36

At sundown Chel stormed the RKC offices on the Square’s eastern edge. She led the charge with Tay by her side, but it was Zip who threw a trash can through the building’s front window. Glass showered onto the tile floor and glittered like cutting frost.

They ran through the empty foyer past a reception desk, froth on a human wave. If they stopped running they’d be trampled by those behind, ground into the glass. Not that Chel wanted to stop. Night after night standing guard, pacing through the camp, all that over in an afternoon. She ran, and offices broke behind her.

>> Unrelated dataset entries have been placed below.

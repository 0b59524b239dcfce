//! Gmail API client.

use tracing::instrument;

use crate::error::GmailError;
use crate::message::build_raw_message;
use crate::types::{Profile, SendRequest, SentMessage};

pub const GMAIL_API_BASE: &str = "https://gmail.googleapis.com";

pub struct GmailClient {
    client: reqwest::Client,
    access_token: String,
    base_url: String,
}

impl GmailClient {
    /// `base_url` is the API root, normally [`GMAIL_API_BASE`]
    pub fn with_base_url(access_token: &str, base_url: &str) -> Self {
        Self {
            client: reqwest::Client::new(),
            access_token: access_token.to_string(),
            base_url: base_url.trim_end_matches('/').to_string(),
        }
    }

    fn auth_header(&self) -> String {
        format!("Bearer {}", self.access_token)
    }

    /// The authenticated account's profile.
    #[instrument(skip(self), level = "info")]
    pub async fn get_profile(&self) -> Result<Profile, GmailError> {
        let url = format!("{}/gmail/v1/users/me/profile", self.base_url);

        let response =
            self.client.get(&url).header("Authorization", self.auth_header()).send().await?;

        self.handle_response(response).await
    }

    /// Send an HTML email from the authenticated account.
    #[instrument(skip(self, html), level = "info")]
    pub async fn send_html(
        &self,
        from: &str,
        to: &str,
        subject: &str,
        html: &str,
    ) -> Result<SentMessage, GmailError> {
        let url = format!("{}/gmail/v1/users/me/messages/send", self.base_url);
        let request_body = SendRequest {
            raw: build_raw_message(from, to, subject, html)?,
        };

        let response = self
            .client
            .post(&url)
            .header("Authorization", self.auth_header())
            .json(&request_body)
            .send()
            .await?;

        self.handle_response(response).await
    }

    /// Helper to handle API responses and errors.
    async fn handle_response<T: serde::de::DeserializeOwned>(
        &self,
        response: reqwest::Response,
    ) -> Result<T, GmailError> {
        let status = response.status();

        if status.is_success() {
            response
                .json()
                .await
                .map_err(|e| GmailError::ApiError(format!("JSON parse error: {}", e)))
        } else if status.as_u16() == 401 {
            Err(GmailError::TokenExpired)
        } else if status.as_u16() == 403 {
            let text = response.text().await.unwrap_or_default();
            Err(GmailError::Forbidden(text))
        } else if status.as_u16() == 404 {
            let text = response.text().await.unwrap_or_default();
            Err(GmailError::NotFound(text))
        } else if status.as_u16() == 429 {
            let retry_after = response
                .headers()
                .get("Retry-After")
                .and_then(|v| v.to_str().ok())
                .and_then(|s| s.parse().ok())
                .unwrap_or(60);
            Err(GmailError::RateLimited(retry_after))
        } else {
            let text = response.text().await.unwrap_or_default();
            Err(GmailError::ApiError(format!("{}: {}", status, text)))
        }
    }
}

#[cfg(test)]
mod tests {
    #![allow(clippy::unwrap_used, clippy::expect_used, clippy::panic)]
    use super::*;
    use base64::Engine;
    use wiremock::matchers::{header, method, path};
    use wiremock::{Mock, MockServer, ResponseTemplate};

    #[tokio::test]
    async fn test_get_profile() {
        let mock_server = MockServer::start().await;

        Mock::given(method("GET"))
            .and(path("/gmail/v1/users/me/profile"))
            .and(header("Authorization", "Bearer test_token"))
            .respond_with(ResponseTemplate::new(200).set_body_json(serde_json::json!({
                "emailAddress": "gardener@example.com",
                "messagesTotal": 120,
                "threadsTotal": 80,
                "historyId": "4242"
            })))
            .mount(&mock_server)
            .await;

        let client = GmailClient::with_base_url("test_token", &mock_server.uri());
        let profile = client.get_profile().await.unwrap();

        assert_eq!(profile.email_address, "gardener@example.com");
    }

    #[tokio::test]
    async fn test_send_html() {
        let mock_server = MockServer::start().await;

        Mock::given(method("POST"))
            .and(path("/gmail/v1/users/me/messages/send"))
            .and(header("Authorization", "Bearer test_token"))
            .respond_with(ResponseTemplate::new(200).set_body_json(serde_json::json!({
                "id": "msg123",
                "threadId": "thread123",
                "labelIds": ["SENT"]
            })))
            .expect(1)
            .mount(&mock_server)
            .await;

        let client = GmailClient::with_base_url("test_token", &mock_server.uri());
        let sent = client
            .send_html("gardener@example.com", "gardener@example.com", "Report", "<pre>ok</pre>")
            .await
            .unwrap();

        assert_eq!(sent.id, "msg123");
        assert_eq!(sent.thread_id, "thread123");

        let requests = mock_server.received_requests().await.unwrap();
        let body: serde_json::Value = serde_json::from_slice(&requests[0].body).unwrap();
        let raw = body["raw"].as_str().unwrap();
        let decoded = base64::engine::general_purpose::URL_SAFE_NO_PAD.decode(raw).unwrap();
        let message = String::from_utf8(decoded).unwrap();
        assert!(message.contains("To: gardener@example.com\r\n"));
        assert!(message.contains("<pre>ok</pre>"));
    }

    #[tokio::test]
    async fn test_token_expired_error() {
        let mock_server = MockServer::start().await;

        Mock::given(method("GET"))
            .and(path("/gmail/v1/users/me/profile"))
            .respond_with(ResponseTemplate::new(401))
            .mount(&mock_server)
            .await;

        let client = GmailClient::with_base_url("expired_token", &mock_server.uri());
        let result = client.get_profile().await;

        assert!(matches!(result, Err(GmailError::TokenExpired)));
    }

    #[tokio::test]
    async fn test_forbidden_error() {
        let mock_server = MockServer::start().await;

        Mock::given(method("POST"))
            .and(path("/gmail/v1/users/me/messages/send"))
            .respond_with(ResponseTemplate::new(403).set_body_string("insufficientPermissions"))
            .mount(&mock_server)
            .await;

        let client = GmailClient::with_base_url("token", &mock_server.uri());
        let result = client.send_html("a@example.com", "a@example.com", "s", "b").await;

        match result {
            Err(GmailError::Forbidden(text)) => assert!(text.contains("insufficientPermissions")),
            other => panic!("unexpected result: {:?}", other),
        }
    }

    #[tokio::test]
    async fn test_rate_limited() {
        let mock_server = MockServer::start().await;

        Mock::given(method("POST"))
            .and(path("/gmail/v1/users/me/messages/send"))
            .respond_with(ResponseTemplate::new(429).append_header("Retry-After", "30"))
            .mount(&mock_server)
            .await;

        let client = GmailClient::with_base_url("token", &mock_server.uri());
        let result = client.send_html("a@example.com", "a@example.com", "s", "b").await;

        assert!(matches!(result, Err(GmailError::RateLimited(30))));
    }

    #[tokio::test]
    async fn test_server_error() {
        let mock_server = MockServer::start().await;

        Mock::given(method("GET"))
            .and(path("/gmail/v1/users/me/profile"))
            .respond_with(ResponseTemplate::new(500).set_body_string("backend"))
            .mount(&mock_server)
            .await;

        let client = GmailClient::with_base_url("token", &mock_server.uri());
        let err = client.get_profile().await.unwrap_err();

        match err {
            GmailError::ApiError(msg) => assert!(msg.contains("500")),
            other => panic!("unexpected error: {:?}", other),
        }
    }

    #[tokio::test]
    async fn test_invalid_recipient_sends_nothing() {
        let mock_server = MockServer::start().await;

        Mock::given(method("POST"))
            .respond_with(ResponseTemplate::new(200))
            .expect(0)
            .mount(&mock_server)
            .await;

        let client = GmailClient::with_base_url("token", &mock_server.uri());
        let err = client
            .send_html("a@example.com", "a@example.com\r\nBcc: b@example.com", "s", "b")
            .await;

        assert!(matches!(err, Err(GmailError::InvalidMessage(_))));
    }
}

The charge spent itself down side passages and up stairs. Wood splintered and drywall burst and shattered pipes sprayed precious water onto bathroom floors. The Major’s people did most of the damage, hunting trophies, stripping the office accoutrements with which the King in Red’s contractors defaced this ancient temple. Holes in drywall bared carved stone beneath.

Chel ran through galleries and past open workspaces, and her red-arms followed.

“I don’t see the door,” Tay shouted.

“It’s here.” She was barely breathing hard. “The Kemals said—There.” Left through the break room to the office cafeteria, windowless and ghostlit green, past empty tables into an unlit kitchen. Pans and colanders hung from the ceiling, and knives on the wall. She smelled disinfectant and char, dish soap and grease. Behind the kitchen they found the stockroom, piled with boxed onions and potatoes. A steel door took up most of the wall. It closed down, like the door to a garage.

Tay tried the latch first. “Locked.”

Chel slipped a sharp-toothed key from her jacket pocket. “The Kemals used to cater here.” The key fit, and the lock popped open. The door drifted up. A sliver of sunset shimmered on the stockroom floor like molten gold.

“What now?” Zip asked. “We run for the docks?”

“No. We don’t know how long this siege will last, and the Kemals don’t have enough food for the camp. They can bring supplies through here.”

“The Wardens will catch on.”

“Which is why we have to be careful.” She addressed the whole room of red-arms. “You hold this storeroom. If anyone goes out that door, we’ll tip the Wardens off before we’re ready. If we’re smart and wait ’til sundown, we can get a few supply runs through before anyone notices. If we’re dumb, we get nothing. Got it?” Nods all around. “I’ll tell the Kemals.”

“I’ll come with you,” Tay said, and they left together.

He held himself tense until they reached the cube farm. Then he laughed. “I thought for sure everyone would run right out those doors.”

“That’ll come later.”

“Why not now? You saw those witch-walls up on Crow. The Wardens are angry. This won’t end well.”

“We stay because we can help people. Don’t worry. I’ll run when time comes.”

“When’s that?”

From the front hall, she heard screams.

“Now,” she said.

*   *   *

Six men and two women knelt on broken tiles—three Quechal, five pale-skinned Old-Worlder types, Camlaander or Iskari blood, Chel couldn’t tell the difference. They were desk jobbers: faces and hands soft, smooth. They wore office clothes, creased wools and ironed cotton, ties and jackets, and every one had showered this morning. Most of the men carried a luxury of extra weight in their hips and stomachs and jowls. One was gym-rat buff—his nose was broken and leaked blood, and he pressed a hand to probably broken ribs. Another man was crying.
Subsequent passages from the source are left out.